Six hundred women in Chomuzangari village, Zimbabwe, can grow more food for their families, thanks to Chomuzangari Women’s Co-operative project funded by the Welsh Government’s Wales for Africa programme.
The first phase of the project has been completed successfully – fencing one hectare of garden so that the women’s crops are no longer destroyed by foraging wild animals.
Climate change has made life challenging for women in Chomuzangari as frequent droughts mean traditional water sources dry up. Our previous projects included establishing the vegetable garden and installing a borehole and pump so the villagers could access fresh water for drinking, washing and watering crops.

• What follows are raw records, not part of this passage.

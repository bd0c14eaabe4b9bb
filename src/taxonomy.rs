//! Skill taxonomy, synonym resolution, and the shared containment predicate
//!
//! The vocabulary and synonym table are read-only constants built once.
//! Normalization is case-insensitive exact-token lookup: synonyms first,
//! then the canonical vocabulary. Unknown skills pass through verbatim and
//! simply never match anything downstream.

use std::collections::HashMap;
use std::sync::LazyLock;

/// Canonical vocabulary, grouped by category.
static TAXONOMY: &[(&str, &[&str])] = &[
    (
        "languages",
        &[
            "Python", "Java", "JavaScript", "TypeScript", "C++", "C#", "Go", "Rust", "Ruby",
            "PHP", "Swift", "Kotlin", "Scala", "R", "MATLAB",
        ],
    ),
    (
        "frontend",
        &[
            "React", "Angular", "Vue", "Svelte", "Next.js", "HTML", "CSS", "Tailwind CSS",
            "Redux",
        ],
    ),
    (
        "backend",
        &[
            "Node.js", "Express", "Django", "Flask", "FastAPI", "Spring Boot", "GraphQL",
            "REST API",
        ],
    ),
    (
        "databases",
        &[
            "SQL", "PostgreSQL", "MySQL", "MongoDB", "Redis", "SQLite", "Elasticsearch",
            "Cassandra", "DynamoDB",
        ],
    ),
    (
        "data-analysis",
        &[
            "Pandas", "NumPy", "Tableau", "Power BI", "Excel", "Apache Spark", "Data Analysis",
            "Data Visualization", "Statistics",
        ],
    ),
    (
        "ml",
        &[
            "Machine Learning", "Deep Learning", "Natural Language Processing",
            "Computer Vision", "TensorFlow", "PyTorch", "Scikit-learn", "MLOps",
        ],
    ),
    (
        "devops",
        &[
            "Docker", "Kubernetes", "AWS", "Azure", "GCP", "Terraform", "CI/CD", "Jenkins",
            "Linux", "Git",
        ],
    ),
    (
        "concepts",
        &[
            "Data Structures", "Algorithms", "System Design", "Object-Oriented Programming",
            "Distributed Systems", "Microservices", "Agile", "Unit Testing",
        ],
    ),
];

/// Alternate spellings and abbreviations mapped to canonical names.
static SYNONYMS: &[(&str, &str)] = &[
    ("js", "JavaScript"),
    ("ecmascript", "JavaScript"),
    ("ts", "TypeScript"),
    ("py", "Python"),
    ("python3", "Python"),
    ("golang", "Go"),
    ("cpp", "C++"),
    ("c sharp", "C#"),
    (".net", "C#"),
    ("reactjs", "React"),
    ("react.js", "React"),
    ("vuejs", "Vue"),
    ("vue.js", "Vue"),
    ("angularjs", "Angular"),
    ("nextjs", "Next.js"),
    ("node", "Node.js"),
    ("nodejs", "Node.js"),
    ("expressjs", "Express"),
    ("express.js", "Express"),
    ("springboot", "Spring Boot"),
    ("spring", "Spring Boot"),
    ("postgres", "PostgreSQL"),
    ("mongo", "MongoDB"),
    ("ml", "Machine Learning"),
    ("dl", "Deep Learning"),
    ("nlp", "Natural Language Processing"),
    ("sklearn", "Scikit-learn"),
    ("scikit learn", "Scikit-learn"),
    ("tf", "TensorFlow"),
    ("k8s", "Kubernetes"),
    ("kube", "Kubernetes"),
    ("amazon web services", "AWS"),
    ("google cloud", "GCP"),
    ("google cloud platform", "GCP"),
    ("ci cd", "CI/CD"),
    ("cicd", "CI/CD"),
    ("dsa", "Data Structures"),
    ("oop", "Object-Oriented Programming"),
    ("tailwind", "Tailwind CSS"),
    ("powerbi", "Power BI"),
    ("spark", "Apache Spark"),
    ("viz", "Data Visualization"),
];

static LOOKUP: LazyLock<HashMap<String, &'static str>> = LazyLock::new(|| {
    let mut map = HashMap::new();
    // Synonyms take lookup priority; insert canonicals first so a synonym
    // that collides with a canonical spelling wins.
    for (_, skills) in TAXONOMY {
        for skill in *skills {
            map.insert(skill.to_lowercase(), *skill);
        }
    }
    for (alias, canonical) in SYNONYMS {
        map.insert((*alias).to_string(), *canonical);
    }
    map
});

static ALL_SKILLS: LazyLock<Vec<&'static str>> = LazyLock::new(|| {
    let mut skills: Vec<&'static str> = TAXONOMY
        .iter()
        .flat_map(|(_, skills)| skills.iter().copied())
        .collect();
    skills.sort_unstable();
    skills.dedup();
    skills
});

/// Stateless view over the static taxonomy tables. Cheap to construct,
/// passed explicitly into every component that matches skills.
#[derive(Debug, Clone, Copy, Default)]
pub struct SkillTaxonomy;

impl SkillTaxonomy {
    pub fn new() -> Self {
        SkillTaxonomy
    }

    /// Resolve a raw skill string to its canonical name.
    ///
    /// Unknown input is returned unchanged (trimmed), so free-text skills
    /// flow through the pipeline without ever failing.
    pub fn normalize(&self, raw: &str) -> String {
        let trimmed = raw.trim();
        match LOOKUP.get(&trimmed.to_lowercase()) {
            Some(canonical) => (*canonical).to_string(),
            None => trimmed.to_string(),
        }
    }

    /// Deduplicated flat union of the canonical vocabulary.
    pub fn all_skills(&self) -> &'static [&'static str] {
        &ALL_SKILLS
    }

    /// Synonym aliases, for scanners that want to catch alternate spellings.
    pub fn synonyms(&self) -> impl Iterator<Item = (&'static str, &'static str)> {
        SYNONYMS.iter().copied()
    }

    /// The single skill-match policy point: normalized, case-insensitive,
    /// bidirectional substring containment.
    ///
    /// Deliberately lenient: "Java" matches inside "JavaScript". Swapping
    /// the policy (e.g. to token-boundary matching) only requires touching
    /// this predicate.
    pub fn skills_overlap(&self, a: &str, b: &str) -> bool {
        let a = self.normalize(a).to_lowercase();
        let b = self.normalize(b).to_lowercase();
        if a.is_empty() || b.is_empty() {
            return false;
        }
        a.contains(&b) || b.contains(&a)
    }
}

#[cfg(test)]
mod tests {
    use super::*;

    #[test]
    fn resolves_synonyms_to_canonical_names() {
        let tax = SkillTaxonomy::new();
        assert_eq!(tax.normalize("ML"), "Machine Learning");
        assert_eq!(tax.normalize("k8s"), "Kubernetes");
        assert_eq!(tax.normalize("js"), "JavaScript");
        assert_eq!(tax.normalize("node"), "Node.js");
    }

    #[test]
    fn canonical_lookup_is_case_insensitive() {
        let tax = SkillTaxonomy::new();
        assert_eq!(tax.normalize("python"), "Python");
        assert_eq!(tax.normalize("DOCKER"), "Docker");
        assert_eq!(tax.normalize("  sql "), "SQL");
    }

    #[test]
    fn unknown_skills_pass_through_verbatim() {
        let tax = SkillTaxonomy::new();
        assert_eq!(tax.normalize("MyCustomFramework"), "MyCustomFramework");
        assert_eq!(tax.normalize(" COBOL "), "COBOL");
    }

    #[test]
    fn all_skills_is_deduplicated() {
        let tax = SkillTaxonomy::new();
        let skills = tax.all_skills();
        let mut copy: Vec<_> = skills.to_vec();
        copy.dedup();
        assert_eq!(copy.len(), skills.len());
        assert!(skills.contains(&"Python"));
        assert!(skills.contains(&"Machine Learning"));
    }

    #[test]
    fn overlap_is_bidirectional_containment() {
        let tax = SkillTaxonomy::new();
        assert!(tax.skills_overlap("React", "react"));
        assert!(tax.skills_overlap("Machine Learning", "learning"));
        // The documented leniency: "Java" is contained in "JavaScript".
        assert!(tax.skills_overlap("Java", "JavaScript"));
        assert!(!tax.skills_overlap("Rust", "Haskell"));
        assert!(!tax.skills_overlap("", "Rust"));
    }

    #[test]
    fn overlap_applies_normalization_first() {
        let tax = SkillTaxonomy::new();
        // "k8s" and "kube" both normalize to Kubernetes.
        assert!(tax.skills_overlap("k8s", "kube"));
        assert!(tax.skills_overlap("ML", "machine learning"));
    }
}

Things were going well and the garden was providing food for hundreds of families. The women were able to sell surplus vegetables to the local school and this provided some income for them and fresh healthy food for the school children.
The problem was that wild animals could get into the garden and help themselves to the crops. The grant from the Welsh Government, through the Wales Council for Voluntary Action, has allowed us to construct a fence to keep animals, both wild and domestic, out of the garden.
The community played a very important role in ensuring that the whole project was implemented successfully contributing labour and food for the 67 volunteers who built the fence.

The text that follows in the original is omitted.